# AIM OF THE TASK
In the listing below, locate the lines that hold "InvalidDomain" and copy them.
══════
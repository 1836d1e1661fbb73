//! SOCKS5 request parser

use crate::agent::socks::consts::*;
use crate::agent::socks::types::{SocksCommand, SocksRequest, TargetAddr};
use crate::error::{RelayError, Socks5Error};
use std::net::{IpAddr, Ipv4Addr, Ipv6Addr};
use tokio::io::{AsyncRead, AsyncReadExt};

/// Parse a SOCKS5 request from the stream
///
/// ```text
/// +----+-----+-------+------+----------+----------+
/// |VER | CMD |  RSV  | ATYP | DST.ADDR | DST.PORT |
/// +----+-----+-------+------+----------+----------+
/// | 1  |  1  | X'00' |  1   | Variable |    2     |
/// +----+-----+-------+------+----------+----------+
/// ```
///
/// Domain names are returned as-is, never resolved locally.
pub async fn parse_command<S>(stream: &mut S) -> Result<SocksRequest, RelayError>
where
    S: AsyncRead + Unpin,
{
    let mut header = [0u8; 4];
    stream.read_exact(&mut header).await?;

    let version = header[0];
    let cmd_byte = header[1];
    let addr_type = header[3];

    if version != SOCKS5_VERSION {
        return Err(Socks5Error::UnsupportedVersion(version).into());
    }

    let command =
        SocksCommand::from_byte(cmd_byte).ok_or(Socks5Error::CommandNotSupported(cmd_byte))?;
    let target = parse_address(stream, addr_type).await?;

    tracing::debug!("Parsed SOCKS5 command: {} to {}", command, target);
    Ok(SocksRequest { command, target })
}

async fn parse_address<S>(stream: &mut S, addr_type: u8) -> Result<TargetAddr, RelayError>
where
    S: AsyncRead + Unpin,
{
    let ip = match addr_type {
        SOCKS5_ADDR_TYPE_IPV4 => {
            let mut addr = [0u8; 4];
            stream.read_exact(&mut addr).await?;
            IpAddr::V4(Ipv4Addr::from(addr))
        }
        SOCKS5_ADDR_TYPE_IPV6 => {
            let mut addr = [0u8; 16];
            stream.read_exact(&mut addr).await?;
            IpAddr::V6(Ipv6Addr::from(addr))
        }
        SOCKS5_ADDR_TYPE_DOMAIN => {
            let mut len = [0u8; 1];
            stream.read_exact(&mut len).await?;
            let domain_len = len[0] as usize;
            if domain_len == 0 || domain_len > MAX_DOMAIN_LEN {
                return Err(Socks5Error::InvalidDomain(format!("length {}", domain_len)).into());
            }

            let mut domain = vec![0u8; domain_len];
            stream.read_exact(&mut domain).await?;
            let domain = String::from_utf8(domain).map_err(|e| {
                Socks5Error::InvalidDomain(String::from_utf8_lossy(e.as_bytes()).into_owned())
            })?;

            let port = read_port(stream).await?;
            return Ok(TargetAddr::Domain(domain, port));
        }
        other => return Err(Socks5Error::AddressTypeNotSupported(other).into()),
    };

    let port = read_port(stream).await?;
    Ok(TargetAddr::from((ip, port)))
}

async fn read_port<S: AsyncRead + Unpin>(stream: &mut S) -> Result<u16, RelayError> {
    let mut port = [0u8; 2];
    stream.read_exact(&mut port).await?;
    Ok(u16::from_be_bytes(port))
}
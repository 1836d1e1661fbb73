//! Configuration module for Relaymux
//!
//! One TOML file can configure any of the three roles. Each role reads its
//! own section; `[transport]` is shared.

mod agent;
mod relay;
mod transport;

pub use agent::{ClientAgentConfig, ServerAgentConfig, SocksConfig};
pub use relay::RelayConfig;
pub use transport::{TcpConfig, TransportConfig};

use anyhow::{Context, Result};
use serde::{Deserialize, Serialize};
use std::path::Path;

/// Root configuration structure
#[derive(Debug, Serialize, Deserialize, Clone, Default)]
pub struct Config {
    /// Relay configuration
    #[serde(default)]
    pub relay: Option<RelayConfig>,

    /// Endpoint-server agent configuration
    #[serde(default)]
    pub server: Option<ServerAgentConfig>,

    /// Endpoint-client agent configuration
    #[serde(default)]
    pub client: Option<ClientAgentConfig>,

    /// Transport configuration
    #[serde(default)]
    pub transport: TransportConfig,
}

/// Load configuration from a TOML file
pub fn load_config<P: AsRef<Path>>(path: P) -> Result<Config> {
    let content = std::fs::read_to_string(path.as_ref())
        .with_context(|| format!("Failed to read config file: {:?}", path.as_ref()))?;

    parse_config(&content)
}

/// Parse configuration from a TOML string
pub fn parse_config(content: &str) -> Result<Config> {
    toml::from_str(content).with_context(|| "Failed to parse configuration")
}

#[cfg(test)]
mod tests {
    use super::*;
    use std::io::Write;

    #[test]
    fn test_parse_empty_config() {
        let config = parse_config("").unwrap();
        assert!(config.relay.is_none());
        assert!(config.server.is_none());
        assert!(config.client.is_none());
        assert_eq!(config.transport.idle_timeout, 60);
    }

    #[test]
    fn test_parse_relay_config() {
        let config_str = r#"
[relay]
listen_addr = "0.0.0.0:4433"
proxy_token = "secret"
max_reverse_clients = 64
"#;

        let config = parse_config(config_str).unwrap();
        let relay = config.relay.unwrap();
        assert_eq!(relay.listen_addr, "0.0.0.0:4433");
        assert_eq!(relay.proxy_token.as_deref(), Some("secret"));
        assert_eq!(relay.max_reverse_clients, 64);
        assert_eq!(relay.keepalive_interval, 10);
    }

    #[test]
    fn test_parse_full_config() {
        let config_str = r#"
[server]
relay_addr = "relay.example.com:443"
device_id = "dev1"
reconnect_delay = 5

[client]
relay_addr = "relay.example.com:443"
device_id = "dev1"
local_port = 9000
target_port = 22

[client.socks]
port = 1080
proxy_token = "secret"
auth_required = true
username = "user"
password = "pass"

[transport]
idle_timeout = 30
max_concurrent_streams = 256

[transport.tcp]
nodelay = true
keepalive_secs = 30
keepalive_interval = 10
"#;

        let config = parse_config(config_str).unwrap();
        let server = config.server.unwrap();
        assert_eq!(server.device_id, "dev1");
        assert_eq!(server.reconnect_delay, 5);

        let client = config.client.unwrap();
        assert_eq!(client.local_port, 9000);
        assert_eq!(client.target_port, 22);
        let socks = client.socks.unwrap();
        assert_eq!(socks.port, 1080);
        assert!(socks.auth_required);
        assert_eq!(socks.username, Some("user".to_string()));

        assert_eq!(config.transport.idle_timeout, 30);
        assert_eq!(config.transport.max_concurrent_streams, 256);
        assert_eq!(config.transport.tcp.keepalive_secs, 30);
    }

    #[test]
    fn test_parse_invalid_config() {
        assert!(parse_config("[relay]\nkeepalive_interval = \"soon\"").is_err());
        assert!(parse_config("[server]\ndevice_id = \"dev1\"").is_err());
    }

    #[test]
    fn test_load_config_from_file() {
        let mut file = tempfile::NamedTempFile::new().unwrap();
        writeln!(file, "[relay]\nlisten_addr = \"127.0.0.1:0\"").unwrap();

        let config = load_config(file.path()).unwrap();
        assert_eq!(config.relay.unwrap().listen_addr, "127.0.0.1:0");
    }

    #[test]
    fn test_load_config_missing_file() {
        let err = load_config("/nonexistent/relaymux.toml").unwrap_err();
        assert!(err.to_string().contains("Failed to read config file"));
    }
}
══════
# RESPONSE FOR THIS EXERCISE
                return Err(Socks5Error::InvalidDomain(format!("length {}", domain_len)).into());
                Socks5Error::InvalidDomain(String::from_utf8_lossy(e.as_bytes()).into_owned())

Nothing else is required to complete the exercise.